In [4], the strategies for NN LM training on large data sets are presented: (1) reduction of training epochs; (2) reduction of number of training tokens; (3) reduction of vocabulary size; (4) reduction of size of the hidden layer; (5) parallelization. It was shown that when data are sorted by their relevance the fast convergence during training and the better overall performance are observed. A maximum entropy model trained as a part of NN LM that leads to significant reduction of computational complexity was proposed. 10 % relative reduction was obtained comparing to the baseline 4-gram model.
In [5] it was proposed to call RNN LM to compute LM score only if newly hypothesized word has a reasonable score. Also cache based RNN inference was proposed in order to reduce runtime. Three approaches for exploiting succeeding word information in RNN LMs were proposed in [6]. In order to speed up training noise contrastive estimation training was investigated in [7] for RNNLMs. Noise contrastive estimation does not require normalization at the output layer and thereby allows speeding up training. A novel RNN LM dealing with multiple time-scale contexts was presented in [8]. Several lengths of contexts were considered in one LM. In [9], paraphrastic RNN LMs, which use multiple automatically generated paraphrase variants, were investigated. In [10] Long Short-Term Memory (LSTM) NN architecture was explored for modeling English and French languages. Investigation of the jointly trained maximum entropy and RNN LMs for Code-Switching speech is presented in [11]. It was proposed to integrate part-of-speech and language identifier information in RNN LM. In [12] the discriminative method for RNN LM was proposed. As a discriminative criterion the log-likelihood ratio of the ASR hypotheses and references was used.

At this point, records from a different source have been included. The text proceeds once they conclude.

use crate::io::error::{ComposeError, Result};
use crate::pattern::{ChoiceResult, ChoiceSelection, Pattern};
use std::collections::HashMap;

/// Identity of a pattern by address
///
/// Shared sub-patterns are reached through many `Arc` handles that all point
/// at the same allocation, so the address identifies them. Keys are only
/// meaningful while the patterns they were taken from are alive.
#[derive(Clone, Copy, Debug, Eq, PartialEq, Hash)]
pub struct PatternKey(usize);

impl PatternKey {
    /// Key for `pattern`
    pub fn of(pattern: &Pattern) -> Self {
        Self(std::ptr::from_ref(pattern) as usize)
    }
}

/// Memoization cache for variant counts
///
/// A sub-pattern shared by many options is counted once. Borrowers must not
/// keep the cache past the lifetime of the pattern graph it was filled from.
#[derive(Default)]
pub struct VariantCountCache {
    /// Pattern to number of distinct resolutions
    counts: HashMap<PatternKey, u64>,

    /// Cache performance statistics
    pub stats: CacheStats,
}

/// Performance metrics for cache effectiveness
#[derive(Default, Debug)]
pub struct CacheStats {
    /// Number of cache hits
    pub hits: usize,
    /// Number of cache misses
    pub misses: usize,
}

impl VariantCountCache {
    /// Create an empty cache
    pub fn new() -> Self {
        Self::default()
    }

    /// Number of distinct selections of `pattern`
    ///
    /// The product over choice points of the sum over options of the product
    /// of the option's sub-pattern counts. A pattern with no choice points
    /// has exactly one variant.
    ///
    /// # Errors
    ///
    /// Returns `VariantCountOverflow` if the count exceeds `u64::MAX`
    pub fn count(&mut self, pattern: &Pattern) -> Result<u64> {
        let key = PatternKey::of(pattern);
        if let Some(&count) = self.counts.get(&key) {
            self.stats.hits += 1;
            return Ok(count);
        }
        self.stats.misses += 1;

        let mut total: u64 = 1;
        for (choice_index, choice) in pattern.choices().iter().enumerate() {
            let radix = self.choice_count(choice, choice_index)?;
            total = total
                .checked_mul(radix)
                .ok_or(ComposeError::VariantCountOverflow {
                    choice: choice_index,
                })?;
        }

        self.counts.insert(key, total);
        Ok(total)
    }

    /// Number of distinct selections at one choice point, summed over options
    ///
    /// # Errors
    ///
    /// Returns `VariantCountOverflow` if the count exceeds `u64::MAX`
    pub fn choice_count(&mut self, choice: &ChoiceSelection, choice_index: usize) -> Result<u64> {
        let mut sum: u64 = 0;
        for option in choice.options() {
            let span = self.option_count(option, choice_index)?;
            sum = sum
                .checked_add(span)
                .ok_or(ComposeError::VariantCountOverflow {
                    choice: choice_index,
                })?;
        }
        Ok(sum)
    }

    /// Number of distinct selections of one option's sub-patterns together
    ///
    /// # Errors
    ///
    /// Returns `VariantCountOverflow` if the count exceeds `u64::MAX`
    pub fn option_count(&mut self, option: &ChoiceResult, choice_index: usize) -> Result<u64> {
        let mut product: u64 = 1;
        for placement in option.placements() {
            let count = self.count(&placement.pattern)?;
            product = product
                .checked_mul(count)
                .ok_or(ComposeError::VariantCountOverflow {
                    choice: choice_index,
                })?;
        }
        Ok(product)
    }

    /// Number of patterns counted so far
    pub fn len(&self) -> usize {
        self.counts.len()
    }

    /// Whether nothing has been counted yet
    pub fn is_empty(&self) -> bool {
        self.counts.is_empty()
    }
}
use crate::model::{Anchor, PartData};
use crate::resolve::Selection;
use serde::Serialize;

/// Serializable view of a resolved tree
///
/// Children appear in attachment order with both their parent-relative
/// anchor and their absolute top-left corner, so a rasterizer can composite
/// bitmaps without knowing about patterns or choices.
#[derive(Clone, Debug, PartialEq, Serialize)]
pub struct WireNode {
    /// Image path; empty for grouping nodes
    pub image: String,
    /// Width in part units
    pub width: u32,
    /// Height in part units
    pub height: u32,
    /// Socket on this part, normalized
    pub socket: Anchor,
    /// Anchor on the parent, normalized; absent for the root
    #[serde(skip_serializing_if = "Option::is_none")]
    pub anchor: Option<Anchor>,
    /// Absolute left edge in pixels
    pub x: i64,
    /// Absolute top edge in pixels
    pub y: i64,
    /// Whether the image is mirrored left to right
    pub flip_x: bool,
    /// Whether the image is mirrored top to bottom
    pub flip_y: bool,
    /// Attached children in attachment order
    #[serde(skip_serializing_if = "Vec::is_empty")]
    pub children: Vec<WireNode>,
}

impl WireNode {
    /// Build the wire tree with the root's socket at the pixel origin
    pub fn from_part(part: &PartData, scale: u32) -> Self {
        Self::build(part, None, [0, 0], scale)
    }

    fn build(part: &PartData, anchor: Option<Anchor>, attach: [i64; 2], scale: u32) -> Self {
        let origin = part.origin_at(attach, scale);
        let [x, y] = origin;

        let children = part
            .subparts()
            .iter()
            .map(|child| {
                let child_attach = part.anchor_at(origin, &child.anchor, scale);
                Self::build(&child.part, Some(child.anchor), child_attach, scale)
            })
            .collect();

        Self {
            image: part.image_path().to_string(),
            width: part.width(),
            height: part.height(),
            socket: part.socket(),
            anchor,
            x,
            y,
            flip_x: part.flip_x(),
            flip_y: part.flip_y(),
            children,
        }
    }
}

/// One generated result as written by the command-line tool
#[derive(Clone, Debug, PartialEq, Serialize)]
pub struct WireResponse {
    /// Name of the resolved pattern
    pub pattern: String,
    /// Enumeration index, for exhaustive runs
    #[serde(skip_serializing_if = "Option::is_none")]
    pub index: Option<u64>,
    /// Seed used for random selection, if any
    #[serde(skip_serializing_if = "Option::is_none")]
    pub seed: Option<u64>,
    /// Pixels per part unit used for positions
    pub scale: u32,
    /// Selection that reproduces the tree
    pub selection: Selection,
    /// The resolved tree
    pub tree: WireNode,
}
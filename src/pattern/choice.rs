use crate::model::Anchor;
use crate::pattern::template::Pattern;
use std::sync::Arc;

/// A sub-pattern placed at an anchor of the pattern that chose it
#[derive(Clone, Debug)]
pub struct AnchoredPattern {
    /// Where the resolved sub-pattern is attached
    pub anchor: Anchor,
    /// The sub-pattern, shared with every other place that uses it
    pub pattern: Arc<Pattern>,
}

/// One option at a choice point
///
/// Choosing it places every entry at once.
#[derive(Clone, Debug, Default)]
pub struct ChoiceResult {
    placements: Vec<AnchoredPattern>,
}

impl ChoiceResult {
    /// Pair anchors with patterns positionally
    ///
    /// Callers guarantee equal lengths; `Pattern::add_choice` checks this
    /// before building options.
    pub(crate) fn pair(anchors: &[Anchor], patterns: Vec<Arc<Pattern>>) -> Self {
        let placements = anchors
            .iter()
            .zip(patterns)
            .map(|(&anchor, pattern)| AnchoredPattern { anchor, pattern })
            .collect();
        Self { placements }
    }

    /// Placements made by this option, in attachment order
    pub fn placements(&self) -> &[AnchoredPattern] {
        &self.placements
    }

    /// Number of sub-patterns this option places
    pub fn len(&self) -> usize {
        self.placements.len()
    }

    /// Whether this option places nothing
    pub fn is_empty(&self) -> bool {
        self.placements.is_empty()
    }
}

/// The mutually exclusive options of one choice point
#[derive(Clone, Debug, Default)]
pub struct ChoiceSelection {
    options: Vec<ChoiceResult>,
}

impl ChoiceSelection {
    pub(crate) const fn new(options: Vec<ChoiceResult>) -> Self {
        Self { options }
    }

    /// All options in registration order
    pub fn options(&self) -> &[ChoiceResult] {
        &self.options
    }

    /// Option at `index`, if any
    pub fn option(&self, index: usize) -> Option<&ChoiceResult> {
        self.options.get(index)
    }

    /// Number of options
    pub fn len(&self) -> usize {
        self.options.len()
    }

    /// Whether the choice point has no options
    pub fn is_empty(&self) -> bool {
        self.options.is_empty()
    }
}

RNN LM for Russian was firstly used in [13]. RNN LM was trained on the text corpus containing 40M words with vocabulary size of about 100K words. An interpolation of the obtained model with the baseline 3-gram and factored LMs was carried out. The resulted LM was used for rescoring 500-best list that demonstrated 7.4 % relative improvement of WER.
Despite of the increasing popularity of usage NNs for language modeling there are only a few studies on NN-based LMs for Russian. We made a research of implementation RNNs for Russian LM creation.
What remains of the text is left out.